*Input data:*
▬▬▬▬▬▬▬▬▬▬

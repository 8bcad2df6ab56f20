//! Crash-consistent metadata files
//!
//! A metadata file at `path` is never observed torn. While a write is in
//! flight a `<path>.lock` marker exists and `<path>.back` holds the last
//! known-good contents:
//!
//! - Read: if the lock exists read `.back`, otherwise read `path`.
//! - Write (no lock): copy `path` to `.back`, create the lock, write `path`,
//!   remove the lock, remove `.back`.
//! - Write (lock left by a crash): `.back` is already good, so only rewrite
//!   `path`, then remove the lock and `.back`.
//!
//! Every failure on the write side is [`TagStoreError::Fatal`]: the caller
//! must stop using the object that owns the file.

pub mod frame;

use crate::config::{BACKUP_SUFFIX, LOCK_SUFFIX};
use crate::{Result, TagStoreError};
use serde::de::DeserializeOwned;
use serde::Serialize;
use std::ffi::OsString;
use std::fs::{self, File, OpenOptions};
use std::io::{self, Write};
use std::path::{Path, PathBuf};
use tracing::{error, warn};

/// When writes are forced to stable storage
#[derive(Debug, Clone, Copy, PartialEq, Eq)]
pub enum SyncPolicy {
    /// fsync metadata, markers and column data before returning (safest, slowest)
    Immediate,
    /// Never sync (OS decides, fastest, least safe)
    None,
}

impl Default for SyncPolicy {
    fn default() -> Self {
        SyncPolicy::Immediate
    }
}

impl SyncPolicy {
    pub fn is_immediate(&self) -> bool {
        matches!(self, SyncPolicy::Immediate)
    }
}

/// `<path>.lock`
pub fn lock_path(path: &Path) -> PathBuf {
    sidecar(path, LOCK_SUFFIX)
}

/// `<path>.back`
pub fn backup_path(path: &Path) -> PathBuf {
    sidecar(path, BACKUP_SUFFIX)
}

fn sidecar(path: &Path, suffix: &str) -> PathBuf {
    let mut name = OsString::from(path.as_os_str());
    name.push(".");
    name.push(suffix);
    PathBuf::from(name)
}

/// Read the last committed value, `None` if it was never written
pub fn read_safe<T: DeserializeOwned>(path: &Path) -> Result<Option<T>> {
    if lock_path(path).exists() {
        warn!("Metadata {:?} is locked by an interrupted write, reading backup", path);
        return read_framed(&backup_path(path));
    }
    read_framed(path)
}

fn read_framed<T: DeserializeOwned>(path: &Path) -> Result<Option<T>> {
    match fs::read(path) {
        Ok(data) => frame::decode(&data).map(Some),
        Err(e) if e.kind() == io::ErrorKind::NotFound => Ok(None),
        Err(e) => Err(TagStoreError::Io(e)),
    }
}

/// Replace the value at `path` so that readers see either the old or the new value
pub fn write_safe<T: Serialize>(path: &Path, value: &T, sync: SyncPolicy) -> Result<()> {
    let blob = frame::encode(value)?;
    let lock = lock_path(path);
    let back = backup_path(path);

    let staged = (|| -> io::Result<()> {
        if lock.exists() {
            warn!("Metadata {:?} has a stale lock, rewriting over the backup", path);
        } else {
            if path.exists() {
                fs::copy(path, &back)?;
                if sync.is_immediate() {
                    File::open(&back)?.sync_all()?;
                }
            }
            write_file(&lock, b"lock", sync)?;
        }
        write_file(path, &blob, sync)
    })();
    if let Err(e) = staged {
        error!("Failed to write metadata {:?}: {}", path, e);
        return Err(TagStoreError::Fatal(format!(
            "Write routine for {:?} failed, cannot recover: {}",
            path, e
        )));
    }

    // Both removals must succeed, otherwise the durable state is ambiguous.
    if let Err(e) = fs::remove_file(&lock) {
        error!("Failed to remove metadata lock {:?}: {}", lock, e);
        return Err(TagStoreError::Fatal(format!(
            "Could not remove {:?}: {}",
            lock, e
        )));
    }
    match fs::remove_file(&back) {
        Ok(()) => {}
        Err(e) if e.kind() == io::ErrorKind::NotFound => {}
        Err(e) => {
            error!("Failed to remove metadata backup {:?}: {}", back, e);
            return Err(TagStoreError::Fatal(format!(
                "Could not remove {:?}: {}",
                back, e
            )));
        }
    }
    if sync.is_immediate() {
        if let Some(dir) = path.parent() {
            sync_dir(dir).map_err(|e| {
                TagStoreError::Fatal(format!("Could not sync directory {:?}: {}", dir, e))
            })?;
        }
    }
    Ok(())
}

/// Create or overwrite a small file in one go
pub fn write_file(path: &Path, data: &[u8], sync: SyncPolicy) -> io::Result<()> {
    let mut file = OpenOptions::new()
        .create(true)
        .write(true)
        .truncate(true)
        .open(path)?;
    file.write_all(data)?;
    if sync.is_immediate() {
        file.sync_all()?;
    }
    Ok(())
}

#[cfg(unix)]
pub fn sync_dir(dir: &Path) -> io::Result<()> {
    File::open(dir)?.sync_data()
}

#[cfg(not(unix))]
pub fn sync_dir(_dir: &Path) -> io::Result<()> {
    Ok(())
}
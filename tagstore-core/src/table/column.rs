//! Column layout and flat column files

use crate::config::COLUMN_FILE_EXT;
use crate::meta::SyncPolicy;
use crate::{
    ColumnType, Result, Schema, Span, StrRef, SubTableId, TagStoreError, INVALID_STR_REF,
};
use bytes::{BufMut, Bytes, BytesMut};
use std::collections::HashMap;
use std::fs::{File, OpenOptions};
use std::io::{self, Read, Seek, SeekFrom, Write};
use std::path::{Path, PathBuf};

/// Where and how a column of one sub table is stored
#[derive(Debug, Clone, PartialEq, Eq)]
pub struct ColumnMeta {
    /// Data file; `None` for tag columns, which are not stored
    pub path: Option<PathBuf>,
    pub column_type: ColumnType,
    /// Elements per row
    pub width: usize,
    pub type_size: usize,
    /// `type_size * width`
    pub row_size: usize,
    /// Constant value of a tag column
    pub tag_str_ref: StrRef,
}

impl ColumnMeta {
    /// A column backed by a data file
    pub fn stored(path: PathBuf, column_type: ColumnType, width: usize) -> Self {
        let type_size = column_type.size();
        Self {
            path: Some(path),
            column_type,
            width,
            type_size,
            row_size: type_size * width,
            tag_str_ref: INVALID_STR_REF,
        }
    }

    /// A tag column, synthesized from the sub table identity
    pub fn tag(str_ref: StrRef) -> Self {
        let type_size = ColumnType::StringRef.size();
        Self {
            path: None,
            column_type: ColumnType::StringRef,
            width: 1,
            type_size,
            row_size: type_size,
            tag_str_ref: str_ref,
        }
    }

    pub fn is_tag(&self) -> bool {
        self.path.is_none()
    }

    /// Read rows `span` (the bytes of rows `[span.0, span.1)`)
    pub fn read_span(&self, span: Span) -> Result<Bytes> {
        self.read_spans(&[span])
    }

    /// Read several row spans back to back into one buffer
    pub fn read_spans(&self, spans: &[Span]) -> Result<Bytes> {
        let num_rows: usize = spans.iter().map(|(start, end)| end - start).sum();
        let num_bytes = num_rows * self.row_size;

        let path = match &self.path {
            Some(path) => path,
            None => return self.synthesize_tag(num_rows),
        };

        let mut buffer = vec![0u8; num_bytes];
        let mut file = File::open(path)?;
        let mut buffer_pos = 0;
        for &(start, end) in spans {
            let to_read = (end - start) * self.row_size;
            file.seek(SeekFrom::Start((start * self.row_size) as u64))?;
            file.read_exact(&mut buffer[buffer_pos..buffer_pos + to_read])
                .map_err(|e| match e.kind() {
                    io::ErrorKind::UnexpectedEof => TagStoreError::Corruption(format!(
                        "Column file {:?} is shorter than rows {}..{}",
                        path, start, end
                    )),
                    _ => TagStoreError::Io(e),
                })?;
            buffer_pos += to_read;
        }
        Ok(Bytes::from(buffer))
    }

    fn synthesize_tag(&self, num_rows: usize) -> Result<Bytes> {
        if self.tag_str_ref == INVALID_STR_REF {
            return Err(TagStoreError::Corruption(
                "Columns without a path must be tag columns with a valid str_ref".into(),
            ));
        }
        let mut buf = BytesMut::with_capacity(num_rows * self.row_size);
        for _ in 0..num_rows {
            buf.put_u32_le(self.tag_str_ref);
        }
        Ok(buf.freeze())
    }

    /// Append raw rows to the end of the data file, creating it if needed
    pub fn append(&self, data: &[u8], sync: SyncPolicy) -> Result<()> {
        let Some(path) = &self.path else {
            return Err(TagStoreError::InvalidArgument(
                "Tag columns are not stored".into(),
            ));
        };
        let mut file = OpenOptions::new().create(true).append(true).open(path)?;
        if !data.is_empty() {
            file.write_all(data)?;
            if sync.is_immediate() {
                file.sync_data()?;
            }
        }
        Ok(())
    }

    /// Shrink the data file to exactly `num_rows` rows
    ///
    /// Never extends: a file shorter than `num_rows` rows is corruption.
    pub fn resize(&self, num_rows: usize, sync: SyncPolicy) -> Result<()> {
        let Some(path) = &self.path else {
            return Ok(());
        };
        let expected = (num_rows * self.row_size) as u64;
        let file = match OpenOptions::new().write(true).open(path) {
            Ok(file) => file,
            Err(e) if e.kind() == io::ErrorKind::NotFound && expected == 0 => return Ok(()),
            Err(e) => return Err(e.into()),
        };
        let actual = file.metadata()?.len();
        if actual < expected {
            return Err(TagStoreError::Corruption(format!(
                "Column file {:?} has {} bytes, expected at least {}",
                path, actual, expected
            )));
        }
        if actual > expected {
            file.set_len(expected)?;
            if sync.is_immediate() {
                file.sync_all()?;
            }
        }
        Ok(())
    }

    /// Size of the data file in bytes, 0 for tag columns and missing files
    pub fn file_len(&self) -> Result<u64> {
        match &self.path {
            Some(path) => match std::fs::metadata(path) {
                Ok(m) => Ok(m.len()),
                Err(e) if e.kind() == io::ErrorKind::NotFound => Ok(0),
                Err(e) => Err(e.into()),
            },
            None => Ok(0),
        }
    }
}

/// `<dir>/<name>.bin`
pub fn column_path(dir: &Path, name: &str) -> PathBuf {
    dir.join(format!("{}.{}", name, COLUMN_FILE_EXT))
}

/// Resolve every schema column for the sub table stored in `dir`
pub fn resolve_columns(
    dir: &Path,
    schema: &Schema,
    id: &SubTableId,
) -> Result<HashMap<String, ColumnMeta>> {
    let mut columns = HashMap::new();
    for value_column in &schema.value_columns {
        columns.insert(
            value_column.name.clone(),
            ColumnMeta::stored(
                column_path(dir, &value_column.name),
                value_column.column_type,
                value_column.width,
            ),
        );
    }
    for tag_column in &schema.tag_columns {
        let str_ref = id.tags.get(tag_column).copied().ok_or_else(|| {
            TagStoreError::Corruption(format!(
                "Tag for column {} not found in sub table id {}",
                tag_column, id.id
            ))
        })?;
        columns.insert(tag_column.clone(), ColumnMeta::tag(str_ref));
    }
    columns.insert(
        schema.time_column.clone(),
        ColumnMeta::stored(
            column_path(dir, &schema.time_column),
            ColumnType::Int64,
            1,
        ),
    );
    Ok(columns)
}
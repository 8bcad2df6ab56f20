//! TagStore Core - Tag-Sharded Columnar Time-Series Tables
//!
//! An append-only table store for time-ordered numeric columns:
//! - Rows are sharded into sub tables, one per combination of tag values
//! - Each stored column is a flat little-endian file of fixed-width rows
//! - A sparse in-memory index over the time column bounds range queries
//! - Appends and truncations survive a crash at any point
//!
//! # Architecture
//!
//! - **meta**: crash-consistent metadata files (`.lock` / `.back` shadow copies)
//! - **index**: sparse `(time, row)` samples and the bound searches over them
//! - **table**: sub tables (one shard each), string interning and the
//!   [`Table`] that routes appends and fans queries out across shards

pub mod index;
pub mod meta;
pub mod table;

mod error;
mod types;

pub use error::{Result, TagStoreError};
pub use table::{QueryResult, SubTable, Table, TableConfig};
pub use types::*;

/// TagStore version
pub const VERSION: &str = env!("CARGO_PKG_VERSION");

/// Default configuration values
pub mod config {
    /// Rows between two sparse index samples
    pub const DEFAULT_INDEX_DENSITY: u64 = 256;

    /// Soft cap on accumulated bytes during a multi sub table query (1GB)
    pub const QUERY_RESULT_SOFT_LIMIT: usize = 1 << 30;

    /// Metadata file name, both at the table root and inside each sub table
    pub const META_FILE: &str = "META.pb";

    /// String interning table file name
    pub const STR_REF_FILE: &str = "STR_REF.pb";

    /// Marker present while a sub table's column files may disagree with its meta
    pub const DATA_LOCK_FILE: &str = "DATA.lock";

    /// Extension of per-column data files
    pub const COLUMN_FILE_EXT: &str = "bin";

    /// Suffix of the marker written during a safe metadata write
    pub const LOCK_SUFFIX: &str = "lock";

    /// Suffix of the last known-good metadata copy
    pub const BACKUP_SUFFIX: &str = "back";
}
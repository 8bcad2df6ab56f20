//! Bound searches over sorted timestamps
//!
//! Both functions take an ascending slice (duplicates allowed); pass a
//! sub-slice to search a `[start, end)` range.

use crate::Timestamp;

/// Position of the first element strictly greater than `value`, or `times.len()`
pub fn upper_bound(times: &[Timestamp], value: Timestamp) -> usize {
    times.partition_point(|&t| t <= value)
}

/// Position of the first element greater than or equal to `value`, or `times.len()`
pub fn lower_bound(times: &[Timestamp], value: Timestamp) -> usize {
    times.partition_point(|&t| t < value)
}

▬▬▬▬▬▬▬▬▬▬

*What is expected:*
Find the number of lines above that hold the word "during", then write that number by itself.

*Solution for this task:*
2